Stored items
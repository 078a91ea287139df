// ABOUTME: Shared test doubles: a canned-response transport and a scripted daemon.
// ABOUTME: Lets tests drive status-code mapping and orchestration without a daemon.

// Each test binary only uses some of these helpers, so allow dead_code.
#![allow(dead_code)]

use async_trait::async_trait;
use bytes::Bytes;
use dockman::daemon::{ContainerError, DockerApi, ExecError, ImageError};
use dockman::transport::{HttpResponse, HttpTransport, TransportError};
use dockman::types::{ContainerId, ExecId, ImageRef};
use std::collections::VecDeque;
use std::sync::Mutex;
use std::sync::atomic::{AtomicUsize, Ordering};

/// A request the stub transport saw.
#[derive(Debug, Clone)]
pub struct RecordedRequest {
    pub method: &'static str,
    pub url: String,
    pub body: Option<String>,
}

/// Transport double that replays canned responses and records requests.
pub struct StubTransport {
    responses: Mutex<VecDeque<HttpResponse>>,
    requests: Mutex<Vec<RecordedRequest>>,
}

impl StubTransport {
    pub fn new(responses: Vec<HttpResponse>) -> Self {
        Self {
            responses: Mutex::new(responses.into()),
            requests: Mutex::new(Vec::new()),
        }
    }

    pub fn single(status: u16, body: &str) -> Self {
        Self::new(vec![HttpResponse {
            status,
            body: Bytes::from(body.to_string()),
        }])
    }

    pub fn recorded(&self) -> Vec<RecordedRequest> {
        self.requests.lock().unwrap().clone()
    }

    fn reply(&self, method: &'static str, url: &str, body: Option<String>) -> HttpResponse {
        self.requests.lock().unwrap().push(RecordedRequest {
            method,
            url: url.to_string(),
            body,
        });
        self.responses
            .lock()
            .unwrap()
            .pop_front()
            .expect("stub transport ran out of canned responses")
    }
}

#[async_trait]
impl HttpTransport for StubTransport {
    async fn get(&self, url: &str) -> Result<HttpResponse, TransportError> {
        Ok(self.reply("GET", url, None))
    }

    async fn post(
        &self,
        url: &str,
        json_body: Option<String>,
    ) -> Result<HttpResponse, TransportError> {
        Ok(self.reply("POST", url, json_body))
    }

    async fn delete(&self, url: &str) -> Result<HttpResponse, TransportError> {
        Ok(self.reply("DELETE", url, None))
    }
}

/// Scripted daemon double for orchestration tests.
///
/// Every call is recorded by name so tests can assert ordering; a handful of
/// switches inject failures at specific steps.
pub struct ScriptedDocker {
    /// Report running from the nth poll onward (0-based); `None` means never.
    pub running_after: Option<usize>,
    /// Fail `container_running` with a generic daemon error.
    pub fail_poll: bool,
    /// Fail `create_exec` with a generic daemon error.
    pub fail_exec: bool,
    /// Fail `stop_container` with a not-found error.
    pub fail_stop: bool,
    polls: AtomicUsize,
    calls: Mutex<Vec<String>>,
}

impl ScriptedDocker {
    pub fn new() -> Self {
        Self {
            running_after: Some(0),
            fail_poll: false,
            fail_exec: false,
            fail_stop: false,
            polls: AtomicUsize::new(0),
            calls: Mutex::new(Vec::new()),
        }
    }

    pub fn never_running(mut self) -> Self {
        self.running_after = None;
        self
    }

    pub fn with_fail_exec(mut self) -> Self {
        self.fail_exec = true;
        self
    }

    pub fn with_fail_stop(mut self) -> Self {
        self.fail_stop = true;
        self
    }

    pub fn calls(&self) -> Vec<String> {
        self.calls.lock().unwrap().clone()
    }

    pub fn poll_count(&self) -> usize {
        self.polls.load(Ordering::SeqCst)
    }

    fn record(&self, call: &str) {
        self.calls.lock().unwrap().push(call.to_string());
    }
}

impl Default for ScriptedDocker {
    fn default() -> Self {
        Self::new()
    }
}

#[async_trait]
impl DockerApi for ScriptedDocker {
    async fn image_exists(&self, _image: &ImageRef) -> Result<bool, ImageError> {
        self.record("image_exists");
        Ok(true)
    }

    async fn pull_image(&self, _image: &ImageRef, _platform: &str) -> Result<(), ImageError> {
        self.record("pull_image");
        Ok(())
    }

    async fn create_container(
        &self,
        _name: &str,
        _image: &ImageRef,
        _cmd: &[String],
    ) -> Result<ContainerId, ContainerError> {
        self.record("create_container");
        Ok(ContainerId::new("c1".to_string()))
    }

    async fn start_container(&self, _id: &ContainerId) -> Result<(), ContainerError> {
        self.record("start_container");
        Ok(())
    }

    async fn container_running(&self, _id: &ContainerId) -> Result<bool, ContainerError> {
        self.record("container_running");
        let poll = self.polls.fetch_add(1, Ordering::SeqCst);
        if self.fail_poll {
            return Err(ContainerError::Daemon {
                status: 500,
                message: "scripted poll failure".to_string(),
            });
        }
        Ok(self.running_after.is_some_and(|n| poll >= n))
    }

    async fn create_exec(
        &self,
        _id: &ContainerId,
        _cmd: &[String],
    ) -> Result<ExecId, ExecError> {
        self.record("create_exec");
        if self.fail_exec {
            return Err(ExecError::Daemon {
                status: 500,
                message: "scripted exec failure".to_string(),
            });
        }
        Ok(ExecId::new("e1".to_string()))
    }

    async fn start_exec(&self, _id: &ExecId) -> Result<String, ExecError> {
        self.record("start_exec");
        Ok("probe output\n".to_string())
    }

    async fn stop_container(&self, _id: &ContainerId) -> Result<bool, ContainerError> {
        self.record("stop_container");
        if self.fail_stop {
            return Err(ContainerError::NotFound("c1".to_string()));
        }
        Ok(true)
    }

    async fn remove_container(&self, _id: &ContainerId) -> Result<(), ContainerError> {
        self.record("remove_container");
        Ok(())
    }
}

▸ Work order: Where the line containing "async fn stop_container(&self, _id: &ContainerId)" appears in the records above, begin there and print every line through the last, exactly and with nothing else.

▸ Task answer:
    async fn stop_container(&self, _id: &ContainerId) -> Result<bool, ContainerError> {
        self.record("stop_container");
        if self.fail_stop {
            return Err(ContainerError::NotFound("c1".to_string()));
        }
        Ok(true)
    }

    async fn remove_container(&self, _id: &ContainerId) -> Result<(), ContainerError> {
        self.record("remove_container");
        Ok(())
    }
}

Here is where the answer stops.